The Social Worker will be responsible for providing patient centered, mental health, strengths-based care management services to ensure outreach, engagement, assessment, care planning development & implementation, coordination and monitoring of assigned patients. Through a collaborative effort with the patient’s care team, the Social Worker will coordinate and advocate for services that will promote optimal health outcomes and reduce the usage of the Emergency Department and inpatient hospital stays.

 

• Conduct program intakes upon patient’s entry into HIV primary care services. Complete Comprehensive Mental Health Assessments within 30 days of initial program intake.
        This shall include but not be limited to:
                          - Program-specific Comprehensive Intake & Assessments packet
                          - SBIRT & PHQ9
                          - Social Determent of Health
• Develop and implement individualized Care Plans with each patient within 30 days of patient assignment. Care Plans must reflect the needs and desires of patient as indicated from the assessment process. Care Plans are to be an active and fluid document that must be reviewed and updated on a regular basis.
• Conduct mental health assessments with patients at least annually.
• Provide therapeutic individual sessions to patients living with HIV, in order to enhance their mental wellbeing and promote housing stability.
• Facilitate support groups designed to promote mental health.
• Ensure that patient’s confidential health care and personal information is always protected.

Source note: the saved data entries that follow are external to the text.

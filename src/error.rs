use thiserror::Error;

/// Convenience result type for rule compilation.
pub type RuleResult<T> = Result<T, RuleError>;

/// Convenience result type for engine operations.
pub type EngineResult<T> = Result<T, EngineError>;

/// Error type returned by the rule compiler.
///
/// Every variant is a hard failure: the compiler never produces a best-guess predicate.
#[derive(Debug, Clone, PartialEq, Error)]
pub enum RuleError {
    /// The node is neither a group nor a comparison.
    #[error("malformed rule: {message}")]
    MalformedRule { message: String },

    /// Group combinator is not `and`/`or`.
    #[error("unknown combinator '{combinator}' (allowed: and, or)")]
    UnknownCombinator { combinator: String },

    /// Comparison operator is outside the whitelist.
    #[error("unknown operator '{operator}'")]
    UnknownOperator { operator: String },

    /// A group with no child rules.
    #[error("group must contain at least one rule")]
    EmptyGroup,

    /// A comparison without a (non-empty) field name.
    #[error("rule must have a non-empty 'field'")]
    MissingField,

    /// A value-taking operator was given no value.
    #[error("operator '{operator}' on field '{field}' requires a 'value'")]
    MissingValue { field: String, operator: String },

    /// The literal could not be cast into the column's inferred type.
    #[error("cannot cast value {raw} for field '{field}' to {target}: {message}")]
    TypeCastError {
        field: String,
        target: String,
        raw: String,
        message: String,
    },

    /// The predicate references a column the input does not have.
    #[error("column '{column}' not found in input (columns={available:?})")]
    UnknownColumn {
        column: String,
        available: Vec<String>,
    },
}

/// An output format name that is neither `csv` nor `columnar`/`parquet`.
///
/// This is a request error: nothing has been opened or written when it is returned.
#[derive(Debug, Clone, PartialEq, Eq, Error)]
#[error("unsupported output format '{name}' (expected csv or columnar)")]
pub struct UnknownFormat {
    pub name: String,
}

/// Error type returned by [`crate::execution::CleaningEngine`].
#[derive(Debug, Error)]
pub enum EngineError {
    /// The input cannot be opened or read (missing file, bad header, staging failure).
    #[error("source unavailable: {message}")]
    SourceUnavailable {
        message: String,
        #[source]
        source: Option<Box<dyn std::error::Error + Send + Sync>>,
    },

    /// The output cannot be written (disk, permissions, codec).
    #[error("sink failure: {message}")]
    SinkFailure {
        message: String,
        #[source]
        source: Option<Box<dyn std::error::Error + Send + Sync>>,
    },

    /// A cell outside the inference sample does not parse as its column's type.
    #[error("failed to parse value at row {row} column '{column}': {message} (raw='{raw}')")]
    InvalidValue {
        row: u64,
        column: String,
        raw: String,
        message: String,
    },

    /// Rule compilation failed.
    #[error("processing failed: invalid rules: {0}")]
    ProcessingFailed(#[from] RuleError),
}

impl EngineError {
    pub(crate) fn source_unavailable(
        message: impl Into<String>,
        source: impl std::error::Error + Send + Sync + 'static,
    ) -> Self {
        Self::SourceUnavailable {
            message: message.into(),
            source: Some(Box::new(source)),
        }
    }

    pub(crate) fn sink_failure(
        message: impl Into<String>,
        source: impl std::error::Error + Send + Sync + 'static,
    ) -> Self {
        Self::SinkFailure {
            message: message.into(),
            source: Some(Box::new(source)),
        }
    }

    /// Returns the compiler error when this is a rule failure.
    pub fn rule_error(&self) -> Option<&RuleError> {
        match self {
            Self::ProcessingFailed(e) => Some(e),
            _ => None,
        }
    }
}
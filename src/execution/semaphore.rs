use std::sync::{Condvar, Mutex, PoisonError};
use std::time::{Duration, Instant};

/// Blocking counting semaphore bounding how many filter chunks run at once.
pub(crate) struct Semaphore {
    permits: Mutex<usize>,
    cv: Condvar,
}

/// A held permit; released when dropped, including during unwinding.
pub(crate) struct Permit<'a> {
    sem: &'a Semaphore,
    /// Time spent blocked before the permit was granted.
    pub(crate) waited: Duration,
}

impl Semaphore {
    /// `permits` is clamped to at least one.
    pub(crate) fn new(permits: usize) -> Self {
        Self {
            permits: Mutex::new(permits.max(1)),
            cv: Condvar::new(),
        }
    }

    pub(crate) fn acquire(&self) -> Permit<'_> {
        let start = Instant::now();
        let mut blocked = false;
        let mut free = self.permits.lock().unwrap_or_else(PoisonError::into_inner);
        while *free == 0 {
            blocked = true;
            free = self.cv.wait(free).unwrap_or_else(PoisonError::into_inner);
        }
        *free -= 1;
        Permit {
            sem: self,
            waited: if blocked { start.elapsed() } else { Duration::ZERO },
        }
    }

    fn release(&self) {
        let mut free = self.permits.lock().unwrap_or_else(PoisonError::into_inner);
        *free += 1;
        self.cv.notify_one();
    }
}

impl Drop for Permit<'_> {
    fn drop(&mut self) {
        self.sem.release();
    }
}
//! Streaming sinks for filtered rows.
//!
//! Both sinks consume rows one batch at a time and never hold more than the current batch:
//!
//! - [`csv::CsvSink`]: header plus one line per row, written sequentially
//! - [`parquet::ParquetSink`]: survivors buffered into row groups of a fixed target size, with a
//!   selectable codec

pub mod csv;
pub mod parquet;

use std::fs::{self, File};
use std::path::Path;
use std::str::FromStr;

use serde::{Deserialize, Serialize};

use crate::error::{EngineError, EngineResult, UnknownFormat};
use crate::types::{Schema, Value};

pub use self::csv::CsvSink;
pub use self::parquet::{count_parquet_rows, ParquetSink};

/// Requested output artifact format.
#[derive(Debug, Clone, Copy, PartialEq, Eq, Hash, Default, Serialize, Deserialize)]
#[serde(rename_all = "lowercase")]
pub enum OutputFormat {
    /// Row-oriented comma-separated text.
    Csv,
    /// Columnar compressed format (Apache Parquet).
    #[default]
    #[serde(alias = "parquet")]
    Columnar,
}

impl OutputFormat {
    /// File extension used for artifacts of this format.
    pub fn extension(self) -> &'static str {
        match self {
            Self::Csv => "csv",
            Self::Columnar => "parquet",
        }
    }
}

impl FromStr for OutputFormat {
    type Err = UnknownFormat;

    /// Parse a format name (case-insensitive). `parquet` is accepted for columnar output.
    fn from_str(s: &str) -> Result<Self, UnknownFormat> {
        match s.to_ascii_lowercase().as_str() {
            "csv" => Ok(Self::Csv),
            "columnar" | "parquet" => Ok(Self::Columnar),
            _ => Err(UnknownFormat { name: s.to_string() }),
        }
    }
}

/// Compression codec for columnar output.
#[derive(Debug, Clone, Copy, PartialEq, Eq, Hash, Default, Serialize, Deserialize)]
#[serde(rename_all = "lowercase")]
pub enum ColumnarCompression {
    Uncompressed,
    /// Fast general-purpose codec.
    #[default]
    Snappy,
    Gzip,
    Zstd,
    Lz4,
}

/// A writer that accepts filtered rows batch by batch.
pub trait BatchSink {
    /// Append rows (in schema order). An empty batch is a no-op.
    fn write_rows(&mut self, rows: Vec<Vec<Value>>) -> EngineResult<()>;

    /// Flush and close the artifact, returning the number of rows written.
    fn finish(self: Box<Self>) -> EngineResult<u64>;
}

/// Create `path` (and its parent directories) and open a sink of the requested format.
///
/// `row_group_rows` is the row group size of columnar output; CSV output ignores it.
pub fn open_sink(
    format: OutputFormat,
    path: &Path,
    schema: &Schema,
    compression: ColumnarCompression,
    row_group_rows: usize,
) -> EngineResult<Box<dyn BatchSink>> {
    if let Some(parent) = path.parent().filter(|p| !p.as_os_str().is_empty()) {
        fs::create_dir_all(parent).map_err(|e| {
            EngineError::sink_failure(format!("cannot create directory '{}'", parent.display()), e)
        })?;
    }
    let file = File::create(path)
        .map_err(|e| EngineError::sink_failure(format!("cannot create '{}'", path.display()), e))?;

    Ok(match format {
        OutputFormat::Csv => Box::new(CsvSink::new(file, schema)?),
        OutputFormat::Columnar => Box::new(ParquetSink::new(
            file,
            schema,
            compression,
            row_group_rows,
        )?),
    })
}

/// Count the rows of a written artifact with a streaming pass.
pub fn count_output_rows(path: &Path, format: OutputFormat) -> EngineResult<u64> {
    match format {
        OutputFormat::Csv => crate::ingestion::count_csv_records(path),
        OutputFormat::Columnar => count_parquet_rows(path),
    }
}
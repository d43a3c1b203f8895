//! Logical plan: Scan → Filter → Sink.
//!
//! Building a plan reads no rows; it only ties the lazy scan, the bound predicate and the sink
//! description together so each stage can be inspected before execution.

use std::fmt;
use std::path::{Path, PathBuf};

use crate::error::RuleResult;
use crate::ingestion::CsvScan;
use crate::output::{ColumnarCompression, OutputFormat};
use crate::rules::{BoundPredicate, Predicate};

/// Filter stage: the compiled predicate and its column-bound form.
#[derive(Debug, Clone)]
pub struct FilterStage {
    pub predicate: Predicate,
    pub bound: BoundPredicate,
}

/// Where and how filtered rows are written.
#[derive(Debug, Clone, PartialEq, Eq)]
pub struct SinkSpec {
    pub path: PathBuf,
    pub format: OutputFormat,
    pub compression: ColumnarCompression,
    /// Target rows per Parquet row group.
    pub row_group_rows: usize,
}

#[derive(Debug, Clone)]
pub struct LogicalPlan {
    pub scan: CsvScan,
    pub filter: FilterStage,
    pub sink: SinkSpec,
}

impl LogicalPlan {
    /// Bind `predicate` to the scan's schema and assemble the plan.
    pub fn new(scan: CsvScan, predicate: Predicate, sink: SinkSpec) -> RuleResult<Self> {
        let bound = predicate.bind(scan.schema())?;
        Ok(Self {
            scan,
            filter: FilterStage { predicate, bound },
            sink,
        })
    }

    pub fn output_path(&self) -> &Path {
        &self.sink.path
    }
}

impl fmt::Display for LogicalPlan {
    fn fmt(&self, f: &mut fmt::Formatter<'_>) -> fmt::Result {
        let columns: Vec<String> = self
            .scan
            .schema()
            .fields
            .iter()
            .map(|c| format!("{}:{}", c.name, c.data_type))
            .collect();
        write!(
            f,
            "scan[{} ({})] -> filter[{}] -> sink[{:?} {}",
            self.scan.path().display(),
            columns.join(", "),
            self.filter.predicate,
            self.sink.format,
            self.sink.path.display(),
        )?;
        if self.sink.format == OutputFormat::Columnar {
            write!(f, " {:?}", self.sink.compression)?;
        }
        f.write_str("]")
    }
}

Responsible to ensure that appropriate consent forms are signed and updated as required. Ensure that exchanges of information are only disclosed to those individuals to which the patient has consented to. Responsible for the safeguarding of electronic devices and passwords.
• Coordinate all needed and required services for patients, including but not limited to medical, substance use, mental health, and social support services. Work with the patient toward independence and improved self-management skills using evidence-based intervention including Motivational Interviewing, Trauma Informed Care, role playing, modeling, teach back. Accompany patients to appointments with service providers to ensure access to and understanding of services provided and required follow-up.
• Responsible for carrying an on-going caseload and provide overall care coordination of assigned patients. Ensure that case conference activities with the patient and their care team occurs on an on-going basis and that information, including the care plan, is shared and discussed with appropriate care team members. Ensure that appropriate program specific case conferencing documentation is completed.
• Responsible to document all intervention conducted with the patient or on their behalf in the appropriate program’s format (AIRS) accurately and error free utilizing the Problem/Intervention/Follow-up (PIF) format. Track all intervention on the program specific Patient Contact logs. Documentation is to be completed immediately following the intervention and program specific month monitoring data is to be submitted no later then the 5th of the following month.
• Independently travel between multiple off-site locations. Travel as required to community-based meetings, provider sites, patient’s home and any other site to assist the patient in meeting individual care plan goals.
• Responsible to actively participate in the Department’s Quality Improvement and Quality Assurance efforts as directed by their supervisor, including but not limited to participation on the Department’s Quality Improvement Committee and Patient Centered Medical Home.

 

 

Qualifications

  • Master’s Degree in Social Work from CSWE accredited school
  • Require LMSW and LCSW within 6 months of employment.
  • Bilingual (English/Spanish) required
  • At least three years of experience in a health care setting, HIV/AIDS and/or alcohol/substance use program required
  • Valid drivers license required
  • Access to personal car for work related travel required
  • Proficient computer skills
  • Possesses well-developed and effective interpersonal skills and can communicate effectively verbally and in writing.